“Each year our trends report searches for common threads found throughout the entire foodservice packaging value chain. This year more than ever, it’s hard to deny the influence of the millennial generation on the foodservice packaging industry,” says Lynn Dyer, FPI’s President. “As such a large, influential piece of the population, the opinions and ideals of Millennials are a defining factor, leaving an impression on the industry.”
Millennials desire food that is increasingly convenient and less time-intensive. Responses this year showed an uptick in the grab-and-go sector. Ordering online, through mobile applications or via automated in-store ordering stations, has become increasingly popular, partially due to Millennials’ “text rather than talk” preference. Meal delivery programs are gaining traction too, requiring new, innovative foodservice packaging.

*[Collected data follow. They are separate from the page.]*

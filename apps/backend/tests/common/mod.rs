//! Common test utilities and fixtures for integration tests.
//!
//! This module provides shared test infrastructure including:
//! - TestContext wiring the router to an in-memory store
//! - A canned text provider standing in for Gemini
//! - A PostgreSQL context for tests marked `requires database`

#![allow(dead_code)]

pub mod fixtures;

use std::sync::{Arc, Mutex};

use async_trait::async_trait;
use axum::Router;

use phrase_trainer_backend::config::Environment;
use phrase_trainer_backend::db::{Database, MemoryStore, PhraseStore};
use phrase_trainer_backend::services::generation::{
    GenerationError, PhraseGenerator, TextProvider,
};
use phrase_trainer_backend::{router, AppState};

/// Text provider returning a fixed reply and recording the prompts it saw.
pub struct FakeProvider {
    reply: Result<String, String>,
    pub prompts: Mutex<Vec<String>>,
}

impl FakeProvider {
    pub fn replying(reply: &str) -> Arc<Self> {
        Arc::new(Self {
            reply: Ok(reply.to_string()),
            prompts: Mutex::new(Vec::new()),
        })
    }

    pub fn failing(message: &str) -> Arc<Self> {
        Arc::new(Self {
            reply: Err(message.to_string()),
            prompts: Mutex::new(Vec::new()),
        })
    }

    pub fn prompt_count(&self) -> usize {
        self.prompts.lock().unwrap().len()
    }
}

#[async_trait]
impl TextProvider for FakeProvider {
    fn name(&self) -> &str {
        "fake"
    }

    async fn generate(&self, prompt: &str) -> Result<String, GenerationError> {
        self.prompts.lock().unwrap().push(prompt.to_string());
        self.reply.clone().map_err(GenerationError::Provider)
    }
}

/// Test context holding the store behind the router.
pub struct TestContext {
    pub store: Arc<dyn PhraseStore>,
    app: Router,
}

impl TestContext {
    /// In-memory store, no generation provider, development environment.
    pub fn new() -> Self {
        Self::build(
            Arc::new(MemoryStore::new()),
            PhraseGenerator::disabled(),
            Environment::Development,
        )
    }

    /// In-memory store in the given environment.
    pub fn with_environment(environment: Environment) -> Self {
        Self::build(
            Arc::new(MemoryStore::new()),
            PhraseGenerator::disabled(),
            environment,
        )
    }

    /// In-memory store with `provider` answering generation prompts.
    pub fn with_provider(provider: Arc<FakeProvider>) -> Self {
        Self::build(
            Arc::new(MemoryStore::new()),
            PhraseGenerator::new(provider),
            Environment::Development,
        )
    }

    /// PostgreSQL store from DATABASE_URL, with the phrases table emptied.
    ///
    /// # Panics
    /// Panics if DATABASE_URL is not set or database connection fails.
    pub async fn postgres() -> Self {
        dotenvy::dotenv().ok();

        let database_url =
            std::env::var("DATABASE_URL").expect("DATABASE_URL must be set for integration tests");

        let db = Database::connect(&database_url)
            .await
            .expect("Failed to connect to test database");

        db.run_migrations()
            .await
            .expect("Failed to run migrations");

        sqlx::query("DELETE FROM phrases")
            .execute(db.pool())
            .await
            .expect("Failed to clear phrases");

        Self::build(
            Arc::new(db),
            PhraseGenerator::disabled(),
            Environment::Development,
        )
    }

    fn build(
        store: Arc<dyn PhraseStore>,
        generator: PhraseGenerator,
        environment: Environment,
    ) -> Self {
        let state = AppState {
            store: store.clone(),
            generator: Arc::new(generator),
            environment,
        };

        Self {
            store,
            app: router(state),
        }
    }

    /// Get the router for use with axum-test.
    pub fn router(&self) -> Router {
        self.app.clone()
    }
}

Changes in preparation and distribution of meals are driving other trends, such as an increased interest in tamper-evident packaging and food safety. Tamper-evident packaging offers a visible solution for foodservice operators and their customers concerned about the integrity of their foods and beverages.
This year’s report also highlights the fact that environmentally-friendly, sustainable, recyclable, and compostable packaging is moving beyond trendy to now being a regular part of doing business. Light-weighting and mineral filler usage is gaining interest, which can help both the environmental and economic goals of companies and consumers alike.
Another key industry shift revealed in the survey is the common concerns addressed across multiple industry segments. Foodservice packaging sectors are communicating more with each other, thus paying more attention to the similar links, challenges, and opportunities in the entire supply chain.
“The increasing communication and collaboration between the supply chain partners will result in the continued evolution of the foodservice packaging industry to better support the needs of foodservice operators and their customers—no matter who they are today and in the future,” Dyer says.